Lupe Fiasco : Critique de l'album Samouraï

Vers la fin de Le dernier samouraï, le roman d'Helen DeWitt de 2000 sur une mère célibataire et son fils rebondissant autour du seuil de pauvreté alors que ce dernier cherche une figure paternelle appropriée, ce fils a une conversation avec un pianiste brillant mais difficile. « Pourquoi ne fais-tu pas un CD ? » demande le fils. Le pianiste répond : « Personne n'achèterait le genre de chose que j'aimerais mettre sur un CD et je ne peux pas me permettre de faire un CD que personne n'achètera. » Le dernier samouraï est salué par la critique et vendu à plus de 100 000 exemplaires. Mais à cause de calculs contractuels qui feraient rougir Q-Tip, DeWitt a fini par son argent d'éditeur. Peu de temps après, le livre fut épuisé.
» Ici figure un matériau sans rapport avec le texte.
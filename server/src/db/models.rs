/// Database row types shared across handlers.
/// These correspond 1:1 to the SQLite schema defined in migrations.rs.

/// Role bitfield constants
pub const ROLE_ADMIN: i64 = 1;

/// User record in the users table
#[derive(Debug, Clone)]
pub struct User {
    pub id: String,
    pub name: String,
    pub email: String,
    pub password_hash: String,
    pub avatar_url: String,
    pub roles: i64,
    pub created_at: String,
    pub updated_at: String,
}

impl User {
    pub fn is_admin(&self) -> bool {
        self.roles & ROLE_ADMIN != 0
    }
}

/// Notification kinds (the `kind` column on notifications)
pub const KIND_LIKE: &str = "like";
pub const KIND_COMMENT: &str = "comment";
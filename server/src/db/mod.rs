pub mod migrations;
pub mod models;

use rusqlite::Connection;
use std::path::Path;
use std::sync::{Arc, Mutex};

/// Type alias for the shared database connection.
/// rusqlite is synchronous — we wrap in Arc<Mutex> for thread safety
/// with tokio::task::spawn_blocking for DB operations.
pub type DbPool = Arc<Mutex<Connection>>;

/// Initialize the SQLite database: create data directory if needed,
/// open (or create) the database file, enable WAL mode, and run migrations.
pub fn init_db(data_dir: &str) -> Result<DbPool, Box<dyn std::error::Error>> {
    // Ensure data directory exists
    std::fs::create_dir_all(data_dir)?;

    let db_path = Path::new(data_dir).join("inkwell.db");
    let mut conn = Connection::open(&db_path)?;

    // Enable WAL mode for better concurrent read performance
    conn.pragma_update(None, "journal_mode", "WAL")?;
    // Enable foreign key enforcement
    conn.pragma_update(None, "foreign_keys", "ON")?;

    // Run migrations
    let migrations = migrations::migrations();
    migrations.to_latest(&mut conn)?;

    tracing::info!("Database initialized at {}", db_path.display());

    Ok(Arc::new(Mutex::new(conn)))
}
Au cours des décennies qui ont suivi, la fiction de DeWitt s'est concentrée sur la vie matérielle des artistes alors qu'ils luttent pour naviguer dans le capitalisme et l'effondrement psychologique.

Autrefois pop star ascendante et chouchou des critiques avec une trajectoire apparemment claire, Lupe Fiasco a vu sa carrière s'embrouiller de la même manière au cours des 15 dernières années. Depuis la querelle publique entre lui et son ancien label, Atlantic, à propos de son troisième album, 2011 Lasers, Lupe est resté presque une liste A de par sa réputation, mais avec des positions en chute libre dans les charts qui suggèrent un public segmenté du rap mainstream. Il a parlé fréquemment et avec éloquence non seulement des détails économiques qui ont compliqué sa prise de décision, mais aussi de la façon dont le hip-hop – et la musique au sens large – est dévalorisé par rapport aux soi-disant beaux-arts. (« Si je veux lire le prochain livre d'Helen DeWitt, je peux simplement l'écrire, le lire, puis en écrire un autre », dit-il. Dernier samouraï l'auteur a dit Le croyant en 2012. « Les peintres font ça et personne ne s’y oppose. »)
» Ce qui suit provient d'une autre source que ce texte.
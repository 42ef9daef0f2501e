use axum::{
    extract::{Path, State},
    http::StatusCode,
    Json,
};
use serde::Serialize;

use crate::admin::require_admin;
use crate::auth::middleware::Claims;
use crate::db::models::ROLE_ADMIN;
use crate::posts::{fetch_post_summaries, PostSummary};
use crate::state::AppState;

/// User listing row for the admin panel, password hash excluded.
#[derive(Debug, Serialize)]
pub struct AdminUserResponse {
    pub id: String,
    pub name: String,
    pub email: String,
    pub avatar_url: String,
    pub created_at: String,
}

/// GET /admin/users — All non-admin users.
pub async fn list_users(
    State(state): State<AppState>,
    claims: Claims,
) -> Result<Json<Vec<AdminUserResponse>>, (StatusCode, String)> {
    require_admin(&claims)?;

    let db = state.db.clone();

    let users = tokio::task::spawn_blocking(move || {
        let conn = db
            .lock()
            .map_err(|_| (StatusCode::INTERNAL_SERVER_ERROR, "DB lock".to_string()))?;

        let mut stmt = conn
            .prepare(
                "SELECT id, name, email, avatar_url, created_at FROM users
                 WHERE (roles & ?1) = 0 ORDER BY created_at DESC",
            )
            .map_err(|e| (StatusCode::INTERNAL_SERVER_ERROR, format!("Prepare: {}", e)))?;

        let users: Vec<AdminUserResponse> = stmt
            .query_map([ROLE_ADMIN], |row| {
                Ok(AdminUserResponse {
                    id: row.get(0)?,
                    name: row.get(1)?,
                    email: row.get(2)?,
                    avatar_url: row.get(3)?,
                    created_at: row.get(4)?,
                })
            })
            .map_err(|e| (StatusCode::INTERNAL_SERVER_ERROR, format!("Query: {}", e)))?
            .filter_map(|r| r.ok())
            .collect();

        Ok::<_, (StatusCode, String)>(users)
    })
    .await
    .map_err(|e| (StatusCode::INTERNAL_SERVER_ERROR, format!("Task join: {}", e)))??;

    Ok(Json(users))
}

/// DELETE /admin/users/{id} — Delete a user. Their posts (and the likes,
/// comments, and notifications hanging off them) cascade via foreign keys.
pub async fn delete_user(
    State(state): State<AppState>,
    claims: Claims,
    Path(user_id): Path<String>,
) -> Result<Json<serde_json::Value>, (StatusCode, String)> {
    require_admin(&claims)?;

    let db = state.db.clone();
    let target_id = user_id.clone();

    tokio::task::spawn_blocking(move || {
        let conn = db
            .lock()
            .map_err(|_| (StatusCode::INTERNAL_SERVER_ERROR, "DB lock".to_string()))?;

        let roles: i64 = conn
            .query_row(
                "SELECT roles FROM users WHERE id = ?1",
                [&target_id],
                |row| row.get(0),
            )
            .map_err(|_| (StatusCode::NOT_FOUND, "User not found".to_string()))?;

        if roles & ROLE_ADMIN != 0 {
            return Err((
                StatusCode::FORBIDDEN,
                "Cannot delete an admin account".to_string(),
            ));
        }

        conn.execute("DELETE FROM users WHERE id = ?1", [&target_id])
            .map_err(|e| (StatusCode::INTERNAL_SERVER_ERROR, format!("Delete user: {}", e)))?;

        Ok::<_, (StatusCode, String)>(())
    })
    .await
    .map_err(|e| (StatusCode::INTERNAL_SERVER_ERROR, format!("Task join: {}", e)))??;

    tracing::info!("User deleted by admin: {}", user_id);

    Ok(Json(serde_json::json!({ "message": "User deleted successfully" })))
}

/// GET /admin/users/{id}/blogs — All posts by the given user, author fields
/// joined. Empty list when the user owns none (or does not exist).
pub async fn user_posts(
    State(state): State<AppState>,
    claims: Claims,
    Path(user_id): Path<String>,
) -> Result<Json<Vec<PostSummary>>, (StatusCode, String)> {
    require_admin(&claims)?;

    let db = state.db.clone();

    let posts = tokio::task::spawn_blocking(move || {
        let conn = db
            .lock()
            .map_err(|_| (StatusCode::INTERNAL_SERVER_ERROR, "DB lock".to_string()))?;
        fetch_post_summaries(&conn, Some(&user_id))
            .map_err(|e| (StatusCode::INTERNAL_SERVER_ERROR, format!("List posts: {}", e)))
    })
    .await
    .map_err(|e| (StatusCode::INTERNAL_SERVER_ERROR, format!("Task join: {}", e)))??;

    Ok(Json(posts))
}
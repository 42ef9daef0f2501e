//! Notification side effects for like/comment mutations.
//!
//! These helpers take a plain connection so callers can run them inside the
//! same transaction as the content mutation they belong to.

use chrono::Utc;
use rusqlite::Connection;
use uuid::Uuid;

use crate::db::models::{KIND_COMMENT, KIND_LIKE};

/// Record a 'like' notification for the post author.
/// At most one may be outstanding per (recipient, actor, post) — the
/// partial unique index makes the insert a no-op when one already exists.
pub fn push_like_notification(
    conn: &Connection,
    recipient_id: &str,
    actor_id: &str,
    actor_name: &str,
    post_id: &str,
    post_title: &str,
) -> rusqlite::Result<()> {
    let message = format!("{} liked your post \"{}\"", actor_name, post_title);
    conn.execute(
        "INSERT OR IGNORE INTO notifications
             (id, recipient_id, actor_id, kind, message, post_id, created_at)
         VALUES (?1, ?2, ?3, ?4, ?5, ?6, ?7)",
        rusqlite::params![
            Uuid::now_v7().to_string(),
            recipient_id,
            actor_id,
            KIND_LIKE,
            message,
            post_id,
            Utc::now().to_rfc3339(),
        ],
    )?;
    Ok(())
}

/// Remove the outstanding 'like' notification for the triple, if any.
/// Called on unlike so a retracted like leaves no trace.
pub fn retract_like_notification(
    conn: &Connection,
    recipient_id: &str,
    actor_id: &str,
    post_id: &str,
) -> rusqlite::Result<()> {
    conn.execute(
        "DELETE FROM notifications
         WHERE recipient_id = ?1 AND actor_id = ?2 AND post_id = ?3 AND kind = ?4",
        rusqlite::params![recipient_id, actor_id, post_id, KIND_LIKE],
    )?;
    Ok(())
}

/// Record a 'comment' notification for the post author.
/// Comment notifications are never deduplicated.
pub fn push_comment_notification(
    conn: &Connection,
    recipient_id: &str,
    actor_id: &str,
    actor_name: &str,
    post_id: &str,
    post_title: &str,
) -> rusqlite::Result<()> {
    let message = format!("{} commented on your post \"{}\"", actor_name, post_title);
    conn.execute(
        "INSERT INTO notifications
             (id, recipient_id, actor_id, kind, message, post_id, created_at)
         VALUES (?1, ?2, ?3, ?4, ?5, ?6, ?7)",
        rusqlite::params![
            Uuid::now_v7().to_string(),
            recipient_id,
            actor_id,
            KIND_COMMENT,
            message,
            post_id,
            Utc::now().to_rfc3339(),
        ],
    )?;
    Ok(())
}

#[cfg(test)]
mod tests {
    use super::*;
    use crate::db::migrations::migrations;

    fn test_conn() -> Connection {
        let mut conn = Connection::open_in_memory().unwrap();
        conn.pragma_update(None, "foreign_keys", "ON").unwrap();
        migrations().to_latest(&mut conn).unwrap();

        let now = chrono::Utc::now().to_rfc3339();
        for (id, name) in [("author", "Author"), ("actor", "Actor")] {
            conn.execute(
                "INSERT INTO users (id, name, email, password_hash, created_at, updated_at)
                 VALUES (?1, ?2, ?3, 'x', ?4, ?4)",
                rusqlite::params![id, name, format!("{}@example.com", id), now],
            )
            .unwrap();
        }
        conn.execute(
            "INSERT INTO posts (id, author_id, title, body, created_at, updated_at)
             VALUES ('post-1', 'author', 'Hello', 'World', ?1, ?1)",
            [&now],
        )
        .unwrap();
        conn
    }

    fn count(conn: &Connection) -> i64 {
        conn.query_row("SELECT COUNT(*) FROM notifications", [], |row| row.get(0))
            .unwrap()
    }

    #[test]
    fn like_notification_is_deduplicated() {
        let conn = test_conn();
        push_like_notification(&conn, "author", "actor", "Actor", "post-1", "Hello").unwrap();
        push_like_notification(&conn, "author", "actor", "Actor", "post-1", "Hello").unwrap();
        assert_eq!(count(&conn), 1);
    }

    #[test]
    fn retract_removes_the_like_notification() {
        let conn = test_conn();
        push_like_notification(&conn, "author", "actor", "Actor", "post-1", "Hello").unwrap();
        retract_like_notification(&conn, "author", "actor", "post-1").unwrap();
        assert_eq!(count(&conn), 0);

        // Retracting again is a no-op
        retract_like_notification(&conn, "author", "actor", "post-1").unwrap();
        assert_eq!(count(&conn), 0);
    }

    #[test]
    fn comment_notifications_accumulate() {
        let conn = test_conn();
        push_comment_notification(&conn, "author", "actor", "Actor", "post-1", "Hello").unwrap();
        push_comment_notification(&conn, "author", "actor", "Actor", "post-1", "Hello").unwrap();
        assert_eq!(count(&conn), 2);
    }

    #[test]
    fn retract_leaves_comment_notifications_alone() {
        let conn = test_conn();
        push_comment_notification(&conn, "author", "actor", "Actor", "post-1", "Hello").unwrap();
        retract_like_notification(&conn, "author", "actor", "post-1").unwrap();
        assert_eq!(count(&conn), 1);
    }
}
//! User accounts: registration, login, profile, avatar upload.

pub mod avatar;
pub mod login;
pub mod profile;
pub mod registration;

use rusqlite::{Connection, OptionalExtension};
use serde::Serialize;

use crate::db::models::{User, ROLE_ADMIN};

/// Response body shared by register, login, and profile update:
/// the user's public fields plus a bearer token.
#[derive(Debug, Serialize)]
pub struct AuthResponse {
    pub id: String,
    pub name: String,
    pub email: String,
    pub avatar_url: String,
    pub is_admin: bool,
    pub token: String,
}

/// Look up a user row by id. Returns Ok(None) when the id does not resolve,
/// which callers translate to 401 for token subjects that no longer exist.
pub fn find_user_by_id(conn: &Connection, id: &str) -> rusqlite::Result<Option<User>> {
    conn.query_row(
        "SELECT id, name, email, password_hash, avatar_url, roles, created_at, updated_at
         FROM users WHERE id = ?1",
        [id],
        |row| {
            Ok(User {
                id: row.get(0)?,
                name: row.get(1)?,
                email: row.get(2)?,
                password_hash: row.get(3)?,
                avatar_url: row.get(4)?,
                roles: row.get(5)?,
                created_at: row.get(6)?,
                updated_at: row.get(7)?,
            })
        },
    )
    .optional()
}

/// Look up a user row by email (for login and duplicate checks).
pub fn find_user_by_email(conn: &Connection, email: &str) -> rusqlite::Result<Option<User>> {
    conn.query_row(
        "SELECT id, name, email, password_hash, avatar_url, roles, created_at, updated_at
         FROM users WHERE email = ?1",
        [email],
        |row| {
            Ok(User {
                id: row.get(0)?,
                name: row.get(1)?,
                email: row.get(2)?,
                password_hash: row.get(3)?,
                avatar_url: row.get(4)?,
                roles: row.get(5)?,
                created_at: row.get(6)?,
                updated_at: row.get(7)?,
            })
        },
    )
    .optional()
}

/// Role bits for a new registration.
pub fn roles_for_new_user(is_admin: bool) -> i64 {
    if is_admin {
        ROLE_ADMIN
    } else {
        0
    }
}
Samouraïqui arrive presque deux ans jour pour jour après le huitième album de Lupe, Musique de forage à Sion, a beaucoup en commun avec ce projet : il est entièrement produit par son collaborateur de longue date Soundtrakk, est jazzy et discret, et est léger (encore plus léger, en fait, à seulement 30 minutes). Son titre a été inspiré par un moment du documentaire Amy Winehouse d'Asif Kapadia de 2015 dans lequel la défunte chanteuse laisse un message vocal au producteur Salaam Remi se décrivant comme une rappeuse de combat samouraï. Pour Lupe, la métaphore semble claire : un maître motivé travaillant dans un relatif isolement, affûtant une lame.
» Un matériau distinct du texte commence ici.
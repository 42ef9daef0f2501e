//! Integration tests for the admin surface: role gating, user listing,
//! cascade deletion, and per-user post listing.

use serde_json::json;
use std::net::SocketAddr;
use tokio::net::TcpListener;

/// Helper: start the server on a random port and return (base_url, setup_token).
async fn start_test_server() -> (String, String) {
    let tmp_dir = tempfile::tempdir().expect("Failed to create temp dir");
    let data_dir = tmp_dir.path().to_str().unwrap().to_string();

    let db = inkwell_server::db::init_db(&data_dir).expect("Failed to init DB");
    let jwt_secret = inkwell_server::auth::jwt::load_or_generate_jwt_secret(&data_dir)
        .expect("Failed to generate JWT secret");
    let setup_token = inkwell_server::admin::setup::maybe_generate_setup_token(&db)
        .expect("Failed to generate setup token")
        .expect("Expected setup token");

    let state = inkwell_server::state::AppState {
        db,
        jwt_secret,
        data_dir: data_dir.clone(),
    };

    let app = inkwell_server::routes::build_router(state);
    let listener = TcpListener::bind("127.0.0.1:0").await.unwrap();
    let addr = listener.local_addr().unwrap();

    tokio::spawn(async move {
        axum::serve(
            listener,
            app.into_make_service_with_connect_info::<SocketAddr>(),
        )
        .await
        .unwrap();
        let _keep = tmp_dir;
    });

    (format!("http://{}", addr), setup_token)
}

/// Register the admin via the setup token and return (token, user_id).
async fn register_admin(base_url: &str, setup_token: &str) -> (String, String) {
    let client = reqwest::Client::new();
    let resp = client
        .post(format!("{}/users/register", base_url))
        .json(&json!({
            "name": "Root",
            "email": "root@example.com",
            "password": "pw-123456",
            "setup_token": setup_token,
        }))
        .send()
        .await
        .unwrap();
    assert_eq!(resp.status(), 201, "Admin registration failed");
    let body: serde_json::Value = resp.json().await.unwrap();
    assert!(body["is_admin"].as_bool().unwrap());
    (
        body["token"].as_str().unwrap().to_string(),
        body["id"].as_str().unwrap().to_string(),
    )
}

/// Register a regular user and return (token, user_id).
async fn register_user(base_url: &str, name: &str, email: &str) -> (String, String) {
    let client = reqwest::Client::new();
    let resp = client
        .post(format!("{}/users/register", base_url))
        .json(&json!({ "name": name, "email": email, "password": "pw-123456" }))
        .send()
        .await
        .unwrap();
    assert_eq!(resp.status(), 201, "Registration failed for {}", email);
    let body: serde_json::Value = resp.json().await.unwrap();
    (
        body["token"].as_str().unwrap().to_string(),
        body["id"].as_str().unwrap().to_string(),
    )
}

/// Create a post and return its id.
async fn create_post(base_url: &str, token: &str, title: &str) -> String {
    let client = reqwest::Client::new();
    let resp = client
        .post(format!("{}/blogs", base_url))
        .header("Authorization", format!("Bearer {}", token))
        .json(&json!({ "title": title, "content": "body" }))
        .send()
        .await
        .unwrap();
    assert_eq!(resp.status(), 201);
    let body: serde_json::Value = resp.json().await.unwrap();
    body["id"].as_str().unwrap().to_string()
}

// =============================================================================
// Tests
// =============================================================================

#[tokio::test]
async fn test_admin_routes_require_admin_role() {
    let (base_url, _setup_token) = start_test_server().await;
    let (token, _id) = register_user(&base_url, "Pleb", "pleb@example.com").await;
    let client = reqwest::Client::new();

    let resp = client
        .get(format!("{}/admin/users", base_url))
        .header("Authorization", format!("Bearer {}", token))
        .send()
        .await
        .unwrap();
    assert_eq!(resp.status(), 403, "Non-admin should get 403");

    let resp = client
        .get(format!("{}/admin/users", base_url))
        .send()
        .await
        .unwrap();
    assert_eq!(resp.status(), 401, "Missing token should get 401");
}

#[tokio::test]
async fn test_list_users_excludes_admins_and_passwords() {
    let (base_url, setup_token) = start_test_server().await;
    let (admin_token, admin_id) = register_admin(&base_url, &setup_token).await;
    let (_tb, user_b) = register_user(&base_url, "Bob", "bob@example.com").await;
    let (_tc, user_c) = register_user(&base_url, "Cleo", "cleo@example.com").await;
    let client = reqwest::Client::new();

    let resp = client
        .get(format!("{}/admin/users", base_url))
        .header("Authorization", format!("Bearer {}", admin_token))
        .send()
        .await
        .unwrap();
    assert_eq!(resp.status(), 200);
    let users: serde_json::Value = resp.json().await.unwrap();
    let users = users.as_array().unwrap();

    let ids: Vec<&str> = users.iter().map(|u| u["id"].as_str().unwrap()).collect();
    assert!(ids.contains(&user_b.as_str()));
    assert!(ids.contains(&user_c.as_str()));
    assert!(!ids.contains(&admin_id.as_str()), "Admins are not listed");
    assert!(
        users.iter().all(|u| u.get("password_hash").is_none()),
        "Password hashes must never be exposed"
    );
}

#[tokio::test]
async fn test_delete_user_cascades_their_posts() {
    let (base_url, setup_token) = start_test_server().await;
    let (admin_token, _admin_id) = register_admin(&base_url, &setup_token).await;
    let (token_b, user_b) = register_user(&base_url, "Bob", "bob@example.com").await;
    let (token_c, _user_c) = register_user(&base_url, "Cleo", "cleo@example.com").await;
    let client = reqwest::Client::new();

    create_post(&base_url, &token_b, "Bob One").await;
    create_post(&base_url, &token_b, "Bob Two").await;
    create_post(&base_url, &token_c, "Cleo One").await;

    let resp = client
        .delete(format!("{}/admin/users/{}", base_url, user_b))
        .header("Authorization", format!("Bearer {}", admin_token))
        .send()
        .await
        .unwrap();
    assert_eq!(resp.status(), 200);

    // Bob's posts are gone, Cleo's remain
    let resp = client.get(format!("{}/blogs", base_url)).send().await.unwrap();
    let posts: serde_json::Value = resp.json().await.unwrap();
    let titles: Vec<&str> = posts
        .as_array()
        .unwrap()
        .iter()
        .map(|p| p["title"].as_str().unwrap())
        .collect();
    assert_eq!(titles, vec!["Cleo One"]);

    // Bob's token now points at a vanished subject
    let resp = client
        .get(format!("{}/users/profile", base_url))
        .header("Authorization", format!("Bearer {}", token_b))
        .send()
        .await
        .unwrap();
    assert_eq!(resp.status(), 401, "Deleted user's token should be rejected");

    // Deleting again — 404
    let resp = client
        .delete(format!("{}/admin/users/{}", base_url, user_b))
        .header("Authorization", format!("Bearer {}", admin_token))
        .send()
        .await
        .unwrap();
    assert_eq!(resp.status(), 404);
}

#[tokio::test]
async fn test_admins_cannot_be_deleted() {
    let (base_url, setup_token) = start_test_server().await;
    let (admin_token, admin_id) = register_admin(&base_url, &setup_token).await;
    let client = reqwest::Client::new();

    let resp = client
        .delete(format!("{}/admin/users/{}", base_url, admin_id))
        .header("Authorization", format!("Bearer {}", admin_token))
        .send()
        .await
        .unwrap();
    assert_eq!(resp.status(), 403);
}

#[tokio::test]
async fn test_admin_user_blogs_listing() {
    let (base_url, setup_token) = start_test_server().await;
    let (admin_token, _admin_id) = register_admin(&base_url, &setup_token).await;
    let (token_b, user_b) = register_user(&base_url, "Bob", "bob@example.com").await;
    let client = reqwest::Client::new();

    create_post(&base_url, &token_b, "Bob One").await;
    create_post(&base_url, &token_b, "Bob Two").await;

    let resp = client
        .get(format!("{}/admin/users/{}/blogs", base_url, user_b))
        .header("Authorization", format!("Bearer {}", admin_token))
        .send()
        .await
        .unwrap();
    assert_eq!(resp.status(), 200);
    let posts: serde_json::Value = resp.json().await.unwrap();
    let posts = posts.as_array().unwrap();
    assert_eq!(posts.len(), 2);
    assert_eq!(posts[0]["title"].as_str().unwrap(), "Bob Two", "Newest first");
    assert_eq!(posts[0]["author"]["name"].as_str().unwrap(), "Bob");

    // Unknown user id — empty list, same as a user with no posts
    let resp = client
        .get(format!("{}/admin/users/no-such-user/blogs", base_url))
        .header("Authorization", format!("Bearer {}", admin_token))
        .send()
        .await
        .unwrap();
    assert_eq!(resp.status(), 200);
    let posts: serde_json::Value = resp.json().await.unwrap();
    assert_eq!(posts.as_array().unwrap().len(), 0);
}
L'album est visiblement léger. La voix chantée de Lupe, un incontournable de son style dès La fraîcheur, n'a fait que devenir plus souple : voyez la façon dont il se déplace entre les cadences et les harmonies sur le crochet et les couplets de « Palaces », chacun intelligemment formé et soigneusement rendu. Ailleurs, il vole, sans effort apparent, entre d'autres modes de magie technique, comme le treillis de syllabes saccadées qui habille l'écriture piétonne sur le deuxième couplet du « No ». 1 bandeau » ou le passage de « Mumble Rap » qui commence par la phrase « Avec un style similaire à celui de rouler à la recherche d'une arrestation pour résister ». C'est comme s'il y avait une grande force centrifuge poussant vers le bas au milieu de chaque barre.

Et pourtant, cette comédie musicale semble à l'aise en contradiction délibérée avec la torture que Lupe décrit, à la première et à la troisième personne, en essayant de pirater une carrière dans les arts. Il y a les émissions où le « front row the only row » (« Bigfoot ») ; il y a la ligne sur « Dehors » où il dit : « Mon business est lié à mon éthique » – provocant sous un angle, chimérique sous un autre. Lupe entre et sort du portrait d'Amy Winehouse, et quand il rappe, sur « Til Eternity » plus proche, à propos d'une ruche qui « a survécu dans une épave », c'est à la fois une référence à sa coiffure emblématique et une métaphore qui fait écho à celles qu'il présente. plus tôt sur l'album. « Nous pensons que nous sommes des forteresses faites de pierre », chantonne-t-il dans « Palais », « mais nous ne sommes que des palais faits de chair et d'os ». Malgré la grandeur du « palais », il présente cette fragilité sans romantisme – ou du moins, en pleine connaissance des forces conspirant pour le percer à chaque passage.